By Brett Coffman, Ph.D., CFP®, ACFBA, EA
Mr. Diderot worked hard to create a name for himself. He was a well-known writer and philosopher. He translated and wrote encyclopedia’s, several novels, plays, and thousands of articles. The encyclopedia’s he wrote were some of the most widely distributed of his time. Despite being his life’s work, writing did not pay well, and he lived in financial poverty. The significance of his work was mostly recognized posthumously.
Even before cellular phones, however, word about the impending marriage and his need to come up with a dowry traveled fast and far. Catherine, The Great, Empress of Russia, heard about the dilemma and offered to buy Mr. Diderot’s library for an amount that today would be equal to about $50,000. It was no small sum.
With great relief, Mr. Diderot was able to pay the dowry for his daughter’s wedding and still have funds left over for his own use. His first splurge was for a luxurious scarlet robe, which he treasured. However, he quickly noticed how drab it made his other common possessions appear. As a result, there was a sudden urge to purchase new items to match the grandeur of the robe. Funds were dispersed for a new rug from Damascus, new sculptures were purchased, and then a new table followed, then a new mirror, and a new Moroccan leather chair, among other items. Eventually, his spending resulted in debt, and he became very dissatisfied with his possessions.

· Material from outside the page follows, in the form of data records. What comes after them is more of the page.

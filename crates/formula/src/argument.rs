//! Argument types declared by formula functions.
//!
//! An [`ArgumentType`] answers two questions about a value flowing into a function: can it
//! be used ([`ArgumentType::test`], which never fails) and what does it look like once
//! coerced ([`ArgumentType::parse`]).

use std::fmt;

use chrono_tz::Tz;

use crate::error::TypeCoercionError;
use crate::value::{
    Value, ensure_array, ensure_boolean, ensure_datetime, ensure_numeric, ensure_object,
    ensure_string,
};

/// How a number argument is normalised after parsing.
#[derive(Debug, Clone, Copy, PartialEq, Eq, Default)]
pub enum NumberCast {
    #[default]
    None,
    /// Truncate towards zero.
    Int,
    Float,
}

/// The closed set of argument kinds.
#[derive(Debug, Clone, Copy, PartialEq, Eq)]
pub enum ArgumentKind {
    Number { cast: NumberCast },
    Text,
    DateTime,
    Object,
    Array,
    /// `strict` rejects the text forms `"true"`/`"false"`.
    Boolean { strict: bool },
    /// An IANA timezone name.
    Timezone,
    Any,
}

impl fmt::Display for ArgumentKind {
    fn fmt(&self, f: &mut fmt::Formatter<'_>) -> fmt::Result {
        let name = match self {
            ArgumentKind::Number { .. } => "number",
            ArgumentKind::Text => "text",
            ArgumentKind::DateTime => "date",
            ArgumentKind::Object => "object",
            ArgumentKind::Array => "array",
            ArgumentKind::Boolean { .. } => "boolean",
            ArgumentKind::Timezone => "timezone",
            ArgumentKind::Any => "any",
        };
        f.write_str(name)
    }
}

/// A declared argument: its kind and whether it may be left off the end of the call.
#[derive(Debug, Clone, Copy, PartialEq, Eq)]
pub struct ArgumentType {
    pub kind: ArgumentKind,
    pub optional: bool,
}

impl ArgumentType {
    pub const fn new(kind: ArgumentKind) -> Self {
        Self {
            kind,
            optional: false,
        }
    }

    pub const fn number() -> Self {
        Self::new(ArgumentKind::Number {
            cast: NumberCast::None,
        })
    }

    pub const fn int() -> Self {
        Self::new(ArgumentKind::Number {
            cast: NumberCast::Int,
        })
    }

    pub const fn float() -> Self {
        Self::new(ArgumentKind::Number {
            cast: NumberCast::Float,
        })
    }

    pub const fn text() -> Self {
        Self::new(ArgumentKind::Text)
    }

    pub const fn datetime() -> Self {
        Self::new(ArgumentKind::DateTime)
    }

    pub const fn object() -> Self {
        Self::new(ArgumentKind::Object)
    }

    pub const fn array() -> Self {
        Self::new(ArgumentKind::Array)
    }

    pub const fn boolean() -> Self {
        Self::new(ArgumentKind::Boolean { strict: false })
    }

    pub const fn strict_boolean() -> Self {
        Self::new(ArgumentKind::Boolean { strict: true })
    }

    pub const fn timezone() -> Self {
        Self::new(ArgumentKind::Timezone)
    }

    pub const fn any() -> Self {
        Self::new(ArgumentKind::Any)
    }

    /// Marks the argument as optional.
    pub const fn optional(mut self) -> Self {
        self.optional = true;
        self
    }

    /// Whether `value` can be used for this argument. Never fails.
    pub fn test(&self, value: &Value) -> bool {
        match self.kind {
            ArgumentKind::Number { .. } => ensure_numeric(value).is_some(),
            // Everything has a string form
            ArgumentKind::Text => true,
            ArgumentKind::DateTime => ensure_datetime(value).is_some(),
            ArgumentKind::Object => ensure_object(value).is_some(),
            ArgumentKind::Array => ensure_array(value).is_some(),
            ArgumentKind::Boolean { strict } => ensure_boolean(value, strict).is_some(),
            ArgumentKind::Timezone => value.as_str().and_then(parse_timezone).is_some(),
            ArgumentKind::Any => true,
        }
    }

    /// Coerce `value` into the shape the function expects.
    ///
    /// Numbers accept `Null` and keep it as `Null`.
    pub fn parse(&self, value: Value) -> Result<Value, TypeCoercionError> {
        let fail = |value: Value| TypeCoercionError::new(self.kind, value);

        match self.kind {
            ArgumentKind::Number { .. } if value == Value::Null => Ok(Value::Null),
            ArgumentKind::Number { cast } => {
                let number = ensure_numeric(&value).ok_or_else(|| fail(value))?;
                let number = match cast {
                    NumberCast::Int => number.trunc(),
                    NumberCast::None | NumberCast::Float => number,
                };
                Ok(Value::Number(number))
            }
            ArgumentKind::Text => Ok(Value::String(ensure_string(&value))),
            ArgumentKind::DateTime => ensure_datetime(&value)
                .map(Value::DateTime)
                .ok_or_else(|| fail(value)),
            ArgumentKind::Object => ensure_object(&value)
                .map(Value::Object)
                .ok_or_else(|| fail(value)),
            ArgumentKind::Array => ensure_array(&value)
                .map(Value::Array)
                .ok_or_else(|| fail(value)),
            ArgumentKind::Boolean { strict } => ensure_boolean(&value, strict)
                .map(Value::Boolean)
                .ok_or_else(|| fail(value)),
            ArgumentKind::Timezone => match value.as_str().and_then(parse_timezone) {
                Some(tz) => Ok(Value::String(tz.name().to_string())),
                None => Err(fail(value)),
            },
            ArgumentKind::Any => Ok(value),
        }
    }
}

/// Looks a name up in the IANA timezone database.
pub fn parse_timezone(name: &str) -> Option<Tz> {
    name.trim().parse::<Tz>().ok()
}

#[cfg(test)]
mod tests {
    use super::*;

    #[test]
    fn number_test_and_parse() {
        let number = ArgumentType::number();
        assert!(number.test(&Value::from("23.34")));
        assert!(!number.test(&Value::from("foo")));
        assert!(!number.test(&Value::Boolean(true)));
        assert!(!number.test(&Value::Null));
        assert_eq!(number.parse(Value::from("2.5")).unwrap(), Value::from(2.5));
        assert_eq!(number.parse(Value::Null).unwrap(), Value::Null);
        assert!(number.parse(Value::from("foo")).is_err());
    }

    #[test]
    fn int_cast_truncates() {
        assert_eq!(
            ArgumentType::int().parse(Value::from(-2.7)).unwrap(),
            Value::from(-2.0)
        );
    }

    #[test]
    fn text_stringifies_everything() {
        let text = ArgumentType::text();
        assert!(text.test(&Value::Null));
        assert_eq!(text.parse(Value::from(12.0)).unwrap(), Value::from("12"));
        assert_eq!(text.parse(Value::Null).unwrap(), Value::from(""));
    }

    #[test]
    fn timezone_names_are_validated() {
        let tz = ArgumentType::timezone();
        assert!(tz.test(&Value::from("Europe/Amsterdam")));
        assert!(tz.test(&Value::from("UTC")));
        assert!(!tz.test(&Value::from("Mars/Olympus")));
        assert!(!tz.test(&Value::from(1.0)));
    }

    #[test]
    fn boolean_variants() {
        assert!(ArgumentType::boolean().test(&Value::from("True")));
        assert!(!ArgumentType::strict_boolean().test(&Value::from("True")));
        assert_eq!(
            ArgumentType::boolean().parse(Value::from("false")).unwrap(),
            Value::Boolean(false)
        );
    }

    #[test]
    fn optional_flag_is_kept() {
        let arg = ArgumentType::number().optional();
        assert!(arg.optional);
        assert_eq!(arg.kind, ArgumentKind::Number { cast: NumberCast::None });
    }
}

Mr. Diderot shared his experience in an essay titled, “Regrets on Parting with My Old Dressing Gown” and what he experienced later became coined as the Diderot Effect. He wrote about becoming a slave to new possessions and the challenges of sudden wealth. Purchases are cohesive with your identity and purchasing a product that is deviant from that identity can trigger spiraling consumption, leading to the purchase of more and more things. Purchases can become reactive and rarely contribute to fulfillment or happiness.
At some point, most of us have witnessed and experienced the Diderot Effect in our lives. For example, we may feel that the purchase of a new dress necessitates the purchase of new corresponding jewelry and shoes. The purchase of a new car may necessitate the purchase of accessories that you were perfectly content to not have on the previous car. After all, we are marketed to like no humans in the history of mankind.
The Diderot Effect continues in full force today. The best antidote is making purchase decisions in the context of a well thought out plan that encompasses short and long-term goals. Oh, and it does not hurt to reduce exposure to advertising and only make purchases that complement what you already have. As Matshona Dhliwayo said, “Be happy when you work, thankful when you earn, cautious when you spend, shrewd when you save, and charitable when you give.”